*What to work on*
When the line containing "use crate::error::SyncResult;" appears in the entries below, begin printing there and stop after the line containing "repository 4a4e91dfceaa1089"; print each of those lines exactly and no other line.

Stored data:
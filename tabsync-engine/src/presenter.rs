//! The conflict-presenter boundary.
//!
//! When a sync pass detects conflicts and a presenter is configured, the
//! coordinator offers the conflicts for human resolution under a bounded
//! wait. A presenter that answers `None` has cancelled; the coordinator
//! falls back to default strategies either way.

use crate::conflict::Conflict;
use crate::error::SyncResult;
use crate::resolution::ResolutionStrategy;
use async_trait::async_trait;
use std::collections::HashMap;
use std::time::Duration;
use tabsync_types::ConflictId;

/// Choices a presenter returns: conflict ID to selected strategy.
/// Conflicts without an entry fall back to their subtype default.
pub type ResolutionChoices = HashMap<ConflictId, ResolutionStrategy>;

/// Offers conflicts to a human and collects strategy choices.
#[async_trait]
pub trait ConflictPresenter: Send + Sync {
    /// Presents the conflicts. `Ok(None)` means the user cancelled.
    async fn present(&self, conflicts: &[Conflict]) -> SyncResult<Option<ResolutionChoices>>;
}

/// Test presenter that answers from a script, optionally after a delay
/// so timeout behavior can be exercised.
#[derive(Debug, Default)]
pub struct ScriptedPresenter {
    choices: ResolutionChoices,
    cancels: bool,
    delay: Option<Duration>,
}

impl ScriptedPresenter {
    /// Answers with the given choices.
    #[must_use]
    pub fn answering(choices: ResolutionChoices) -> Self {
        Self {
            choices,
            cancels: false,
            delay: None,
        }
    }

    /// Always cancels.
    #[must_use]
    pub fn cancelling() -> Self {
        Self {
            cancels: true,
            ..Self::default()
        }
    }

    /// Waits before answering.
    #[must_use]
    pub fn with_delay(mut self, delay: Duration) -> Self {
        self.delay = Some(delay);
        self
    }
}

#[async_trait]
impl ConflictPresenter for ScriptedPresenter {
    async fn present(&self, _conflicts: &[Conflict]) -> SyncResult<Option<ResolutionChoices>> {
        if let Some(delay) = self.delay {
            tokio::time::sleep(delay).await;
        }
        if self.cancels {
            Ok(None)
        } else {
            Ok(Some(self.choices.clone()))
        }
    }
}
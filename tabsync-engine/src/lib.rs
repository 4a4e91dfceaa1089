//! Conflict detection, resolution, and merge engine for TabSync.
//!
//! The engine reconciles two independently evolved tab sets — this
//! device's and the remote snapshot's — into one consistent result:
//! - [`ConflictDetector`]: five independent detection passes
//! - [`ConflictPrioritizer`]: stable severity/kind ordering
//! - [`StrategyResolver`]: per-subtype strategy selection with defaults
//! - [`MergeEngine`]: fixed-order merge with a full audit trail
//! - [`SyncCoordinator`]: the state machine driving one sync pass
//!
//! The first four are pure and safe to call concurrently; the
//! coordinator owns the single-flight guard and the last-sync watermark.
//! Browsers, remote storage, human conflict resolution, and device
//! identity sit behind the traits in [`browser`], [`remote`],
//! [`presenter`], and [`identity`].

pub mod browser;
pub mod conflict;
pub mod coordinator;
pub mod detector;
pub mod error;
pub mod identity;
pub mod merge;
pub mod presenter;
pub mod prioritizer;
pub mod record;
pub mod remote;
pub mod resolution;

pub use browser::{ApplyOutcome, MockTabSource, TabSource};
pub use conflict::{Conflict, ConflictDetail, ConflictKind, Severity, TabField, TabMove};
pub use coordinator::{CancelFlag, CoordinatorConfig, SyncCoordinator, SyncPhase};
pub use detector::{ConflictDetector, DetectorConfig};
pub use error::{SyncError, SyncResult};
pub use identity::{DeviceIdentity, EphemeralIdentity};
pub use merge::{MergeEngine, MergeOpKind, MergeOperation, MergeResult};
pub use presenter::{ConflictPresenter, ResolutionChoices, ScriptedPresenter};
pub use prioritizer::ConflictPrioritizer;
pub use record::{SyncDirection, SyncErrorEntry, SyncOperationRecord, SyncStatus};
pub use remote::{
    MemoryRemoteStore, RemoteMetadata, RemoteStore, RetrievedSnapshot, StoreReceipt,
};
pub use resolution::{Resolution, ResolutionPlan, ResolutionStrategy, StrategyResolver};

use tabsync_types::{DeviceId, DeviceMetadata, SyncSnapshot, TabSet, Timestamp};

/// Detects conflicts between a local tab set and a remote snapshot with
/// default detector tuning.
#[must_use]
pub fn detect_conflicts(
    device: DeviceMetadata,
    local: &TabSet,
    remote: &SyncSnapshot,
    last_sync: Timestamp,
) -> Vec<Conflict> {
    ConflictDetector::new(device).detect(local, remote, last_sync)
}

/// Resolves the conflicts (honoring `choices` where legal) and merges the
/// two tab sets in one step.
#[must_use]
pub fn resolve_and_merge(
    local_device: DeviceId,
    local: &TabSet,
    remote: &TabSet,
    conflicts: &[Conflict],
    choices: &ResolutionChoices,
) -> MergeResult {
    resolve_and_merge_at(local_device, local, remote, conflicts, choices, Timestamp::now())
}

/// [`resolve_and_merge`] against an explicit clock. With fixed inputs,
/// choices, and clock, the output is fully deterministic.
#[must_use]
pub fn resolve_and_merge_at(
    local_device: DeviceId,
    local: &TabSet,
    remote: &TabSet,
    conflicts: &[Conflict],
    choices: &ResolutionChoices,
    now: Timestamp,
) -> MergeResult {
    let plan = StrategyResolver::new().resolve_all(conflicts, choices);
    MergeEngine::new(local_device).merge_at(local, remote, conflicts, &plan, now)
}
//! Sync operation records.
//!
//! A `SyncOperationRecord` summarizes one sync pass for the external
//! history component. The engine populates it; storage and retention are
//! not its concern. Failed passes report partial progress truthfully,
//! never hide it.

use crate::conflict::Conflict;
use crate::error::SyncError;
use crate::merge::MergeOperation;
use serde::{Deserialize, Serialize};
use std::fmt;
use tabsync_types::{DeviceId, SyncId, Timestamp};

/// Which way data moved during a sync pass.
#[derive(Debug, Clone, Copy, PartialEq, Eq, Serialize, Deserialize)]
#[serde(rename_all = "lowercase")]
pub enum SyncDirection {
    Upload,
    Download,
    Bidirectional,
}

impl fmt::Display for SyncDirection {
    fn fmt(&self, f: &mut fmt::Formatter<'_>) -> fmt::Result {
        let name = match self {
            Self::Upload => "upload",
            Self::Download => "download",
            Self::Bidirectional => "bidirectional",
        };
        write!(f, "{name}")
    }
}

/// Terminal status of a sync pass.
#[derive(Debug, Clone, Copy, PartialEq, Eq, Serialize, Deserialize)]
#[serde(rename_all = "lowercase")]
pub enum SyncStatus {
    Completed,
    Failed,
}

/// One error encountered during a pass.
#[derive(Debug, Clone, PartialEq, Serialize, Deserialize)]
pub struct SyncErrorEntry {
    /// Machine-readable error kind.
    #[serde(rename = "type")]
    pub kind: String,
    /// Human-readable message.
    pub message: String,
    /// When the error occurred.
    pub timestamp: Timestamp,
}

impl SyncErrorEntry {
    /// Creates an entry from a sync error.
    #[must_use]
    pub fn from_error(error: &SyncError, timestamp: Timestamp) -> Self {
        Self {
            kind: error.kind().to_string(),
            message: error.to_string(),
            timestamp,
        }
    }

    /// Creates an entry that has no `SyncError` counterpart, such as a
    /// cooperative cancellation or a per-tab apply failure.
    #[must_use]
    pub fn new(kind: impl Into<String>, message: impl Into<String>, timestamp: Timestamp) -> Self {
        Self {
            kind: kind.into(),
            message: message.into(),
            timestamp,
        }
    }
}

/// Summary of one sync pass, the durable contract consumed by the
/// external history component.
#[derive(Debug, Clone, PartialEq, Serialize, Deserialize)]
pub struct SyncOperationRecord {
    /// Unique, time-ordered pass identifier.
    pub sync_id: SyncId,
    /// Device that ran the pass.
    pub device_id: DeviceId,
    /// When the pass started.
    pub started_at: Timestamp,
    /// When the pass reached a terminal state.
    pub finished_at: Timestamp,
    /// Requested or degraded-to direction.
    pub direction: SyncDirection,
    /// Terminal status.
    pub status: SyncStatus,
    /// Audit trail of everything the pass did.
    pub operations: Vec<MergeOperation>,
    /// Conflicts the pass detected.
    pub conflicts: Vec<Conflict>,
    /// Errors encountered, in order of occurrence.
    pub errors: Vec<SyncErrorEntry>,
}

impl SyncOperationRecord {
    /// Starts a record for a new pass.
    #[must_use]
    pub fn begin(device_id: DeviceId, direction: SyncDirection, started_at: Timestamp) -> Self {
        Self {
            sync_id: SyncId::new(),
            device_id,
            started_at,
            finished_at: started_at,
            direction,
            status: SyncStatus::Completed,
            operations: Vec::new(),
            conflicts: Vec::new(),
            errors: Vec::new(),
        }
    }

    /// Records an error and marks the pass failed.
    pub fn record_failure(&mut self, error: &SyncError, timestamp: Timestamp) {
        self.errors.push(SyncErrorEntry::from_error(error, timestamp));
        self.status = SyncStatus::Failed;
    }

    /// Closes the record at the given instant.
    pub fn finish(&mut self, finished_at: Timestamp) {
        self.finished_at = finished_at;
    }

    /// The first error's message, the one surfaced to the user.
    #[must_use]
    pub fn first_error_message(&self) -> Option<&str> {
        self.errors.first().map(|e| e.message.as_str())
    }
}

#[cfg(test)]
mod tests {
    use super::*;

    #[test]
    fn failure_keeps_first_error_message() {
        let mut record = SyncOperationRecord::begin(
            DeviceId::new(),
            SyncDirection::Bidirectional,
            Timestamp::from_millis(100),
        );
        record.record_failure(
            &SyncError::RemoteStore("store unreachable".into()),
            Timestamp::from_millis(150),
        );
        record.record_failure(&SyncError::SnapshotNotFound, Timestamp::from_millis(160));
        record.finish(Timestamp::from_millis(200));

        assert_eq!(record.status, SyncStatus::Failed);
        assert_eq!(
            record.first_error_message(),
            Some("remote store error: store unreachable")
        );
        assert_eq!(record.errors.len(), 2);
    }

    #[test]
    fn error_entry_serializes_kind_as_type() {
        let entry = SyncErrorEntry::from_error(
            &SyncError::SyncInFlight,
            Timestamp::from_millis(1),
        );
        let json = serde_json::to_value(&entry).unwrap();
        assert_eq!(json["type"], "sync_in_flight");
    }
}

*The answer*
use crate::error::SyncResult;
use crate::resolution::ResolutionStrategy;
use async_trait::async_trait;
use std::collections::HashMap;
use std::time::Duration;
use tabsync_types::ConflictId;

/// Choices a presenter returns: conflict ID to selected strategy.
/// Conflicts without an entry fall back to their subtype default.
pub type ResolutionChoices = HashMap<ConflictId, ResolutionStrategy>;

/// Offers conflicts to a human and collects strategy choices.
#[async_trait]
pub trait ConflictPresenter: Send + Sync {
    /// Presents the conflicts. `Ok(None)` means the user cancelled.
    async fn present(&self, conflicts: &[Conflict]) -> SyncResult<Option<ResolutionChoices>>;
}

/// Test presenter that answers from a script, optionally after a delay
/// so timeout behavior can be exercised.
#[derive(Debug, Default)]
pub struct ScriptedPresenter {
    choices: ResolutionChoices,
    cancels: bool,
    delay: Option<Duration>,
}

impl ScriptedPresenter {
    /// Answers with the given choices.
    #[must_use]
    pub fn answering(choices: ResolutionChoices) -> Self {
        Self {
            choices,
            cancels: false,
            delay: None,
        }
    }

    /// Always cancels.
    #[must_use]
    pub fn cancelling() -> Self {
        Self {
            cancels: true,
            ..Self::default()
        }
    }

    /// Waits before answering.
    #[must_use]
    pub fn with_delay(mut self, delay: Duration) -> Self {
        self.delay = Some(delay);
        self
    }
}

#[async_trait]
impl ConflictPresenter for ScriptedPresenter {
    async fn present(&self, _conflicts: &[Conflict]) -> SyncResult<Option<ResolutionChoices>> {
        if let Some(delay) = self.delay {
            tokio::time::sleep(delay).await;
        }
        if self.cancels {
            Ok(None)
        } else {
            Ok(Some(self.choices.clone()))
        }
    }
}
filename tabsync-engine/src/lib.rs
repository 4a4e91dfceaa1089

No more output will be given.